The setting was the University of Colorado Anschutz Medical Campus, an urban academic medical center, in collaboration with the University of Colorado Integrated Transgender Clinic, and One Colorado, the state’s leading advocacy group for LGBTQ (lesbian, gay, bisexual, transgender, and queer) persons. The design and development of the TGHIR were guided by a participatory process to ensure that the final TGHIR design would serve the health needs and goals of the TGD community. The process involved deploying a series of iterative methods to explore the use context and needs of end users. We described and characterized web-based methods and engagement, including qualitative insights from participants on the design of the TGHIR and the number of influential verbal and web-based participant interactions.
There were 3 groups involved in the design of the TGHIR: researchers, advisers, and participants. Researchers were responsible for facilitating the design sessions and implementing the decisions made in partnership with the advisers and participants as well as the agile  development of the resource. Advisers were partners [ , ] in the design process and provided feedback on participant engagement strategies, insights from design sessions, and the development process. Participants were responsible for generating ideas and making decisions on how the TGHIR should be designed, features to include, and wireframing.
Participants had to be aged 18 years and meet one of the following two inclusion criteria: (1) self-identified as TGD at any point in their journey or (2) be parents or guardians of a TGD youth.

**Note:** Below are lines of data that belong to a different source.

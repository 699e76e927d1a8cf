use chrono::{DateTime, NaiveDate, Utc};
use serde::{Deserialize, Serialize};
use sqlx::{postgres::PgRow, FromRow, Row};
use uuid::Uuid;

/// Lifecycle state of a registration, persisted as text in
/// `registrations.verification_status`.
#[derive(Debug, Clone, Copy, PartialEq, Eq, Serialize, Deserialize)]
#[serde(rename_all = "lowercase")]
pub enum VerificationStatus {
    Pending,
    Approved,
    Rejected,
}

impl VerificationStatus {
    /// Parse the persisted textual value into a typed enum.
    pub(crate) fn from_db(value: &str) -> Result<Self, sqlx::Error> {
        match value {
            "pending" => Ok(Self::Pending),
            "approved" => Ok(Self::Approved),
            "rejected" => Ok(Self::Rejected),
            _ => Err(sqlx::Error::Decode(Box::new(std::io::Error::new(
                std::io::ErrorKind::InvalidData,
                format!("invalid registrations.verification_status value: {value}"),
            )))),
        }
    }

    #[must_use]
    pub fn as_str(self) -> &'static str {
        match self {
            Self::Pending => "pending",
            Self::Approved => "approved",
            Self::Rejected => "rejected",
        }
    }

    #[must_use]
    pub fn parse(value: &str) -> Option<Self> {
        match value {
            "pending" => Some(Self::Pending),
            "approved" => Some(Self::Approved),
            "rejected" => Some(Self::Rejected),
            _ => None,
        }
    }
}

/// Kind of data-subject request a member can raise.
#[derive(Debug, Clone, Copy, PartialEq, Eq, Serialize, Deserialize)]
#[serde(rename_all = "lowercase")]
pub enum DataRequestType {
    Correction,
    Deletion,
}

impl DataRequestType {
    #[must_use]
    pub fn as_str(self) -> &'static str {
        match self {
            Self::Correction => "correction",
            Self::Deletion => "deletion",
        }
    }

    #[must_use]
    pub fn parse(value: &str) -> Option<Self> {
        match value {
            "correction" => Some(Self::Correction),
            "deletion" => Some(Self::Deletion),
            _ => None,
        }
    }
}

/// Full registration row.
#[derive(Debug, Clone, Serialize)]
pub struct Registration {
    pub id: Uuid,
    pub first_name: String,
    pub last_name: String,
    pub email: String,
    pub phone: String,
    pub id_number: String,
    pub date_of_birth: NaiveDate,
    pub gender: String,
    pub county: String,
    pub constituency: String,
    pub ward: String,
    pub disability_status: Option<String>,
    pub special_interest_groups: Vec<String>,
    pub privacy_consent: bool,
    pub terms_consent: bool,
    pub verification_status: VerificationStatus,
    pub membership_number: Option<String>,
    pub rejection_reason: Option<String>,
    pub verified_at: Option<DateTime<Utc>>,
    pub created_at: DateTime<Utc>,
    pub updated_at: DateTime<Utc>,
}

impl<'r> FromRow<'r, PgRow> for Registration {
    fn from_row(row: &'r PgRow) -> Result<Self, sqlx::Error> {
        let status: String = row.try_get("verification_status")?;
        Ok(Self {
            id: row.try_get("id")?,
            first_name: row.try_get("first_name")?,
            last_name: row.try_get("last_name")?,
            email: row.try_get("email")?,
            phone: row.try_get("phone")?,
            id_number: row.try_get("id_number")?,
            date_of_birth: row.try_get("date_of_birth")?,
            gender: row.try_get("gender")?,
            county: row.try_get("county")?,
            constituency: row.try_get("constituency")?,
            ward: row.try_get("ward")?,
            disability_status: row.try_get("disability_status")?,
            special_interest_groups: row.try_get("special_interest_groups")?,
            privacy_consent: row.try_get("privacy_consent")?,
            terms_consent: row.try_get("terms_consent")?,
            verification_status: VerificationStatus::from_db(&status)?,
            membership_number: row.try_get("membership_number")?,
            rejection_reason: row.try_get("rejection_reason")?,
            verified_at: row.try_get("verified_at")?,
            created_at: row.try_get("created_at")?,
            updated_at: row.try_get("updated_at")?,
        })
    }
}

/// Validated input for a new registration.
#[derive(Debug, Clone)]
pub struct NewRegistration {
    pub first_name: String,
    pub last_name: String,
    pub email: String,
    pub phone: String,
    pub id_number: String,
    pub date_of_birth: NaiveDate,
    pub gender: String,
    pub county: String,
    pub constituency: String,
    pub ward: String,
    pub disability_status: Option<String>,
    pub special_interest_groups: Vec<String>,
    pub privacy_consent: bool,
    pub terms_consent: bool,
}

/// Minimal identity fields used when matching a self-service claim
/// (OTP issuance, resignation) against the register.
#[derive(Debug, Clone)]
pub struct MemberIdentity {
    pub id: Uuid,
    pub email: String,
    pub id_number: String,
    pub first_name: String,
    pub last_name: String,
}

/// Status fields returned alongside a successful `membership_check`
/// verification.
#[derive(Debug, Clone, Serialize)]
pub struct MemberSnapshot {
    pub first_name: String,
    pub last_name: String,
    pub verification_status: VerificationStatus,
    pub membership_number: Option<String>,
}

/// Result of the `check_membership_status` database function.
#[derive(Debug, Clone, Serialize)]
pub struct MembershipStatus {
    pub found: bool,
    pub verification_status: Option<String>,
    pub membership_number: Option<String>,
    pub first_name: Option<String>,
}

#[cfg(test)]
mod tests {
    use super::*;

    #[test]
    fn verification_status_round_trips_text() {
        for status in [
            VerificationStatus::Pending,
            VerificationStatus::Approved,
            VerificationStatus::Rejected,
        ] {
            assert_eq!(VerificationStatus::parse(status.as_str()), Some(status));
            assert_eq!(
                VerificationStatus::from_db(status.as_str()).ok(),
                Some(status)
            );
        }
        assert_eq!(VerificationStatus::parse("deleted"), None);
        assert!(VerificationStatus::from_db("deleted").is_err());
    }

    #[test]
    fn data_request_type_parses_known_values_only() {
        assert_eq!(
            DataRequestType::parse("correction"),
            Some(DataRequestType::Correction)
        );
        assert_eq!(
            DataRequestType::parse("deletion"),
            Some(DataRequestType::Deletion)
        );
        assert_eq!(DataRequestType::parse("resignation"), None);
    }

    #[test]
    fn verification_status_serializes_lowercase() {
        let value = serde_json::to_value(VerificationStatus::Approved).unwrap();
        assert_eq!(value, serde_json::json!("approved"));
    }
}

Recruitment took place during the COVID-19 stay-at-home orders from the State of Colorado. Strategies for recruitment included posting web-based flyers in TGD Facebook groups and delivery through listservs. The outreach was led by a local TGD community partner, One Colorado . We conducted a thorough eligibility call over the Zoom videoconferencing platform (Zoom Video Communications) with each participant to assess their interest in transgender health and how they would like to contribute, which allowed the researcher to confirm the intent of their interest and that the participants could connect to Zoom [ ].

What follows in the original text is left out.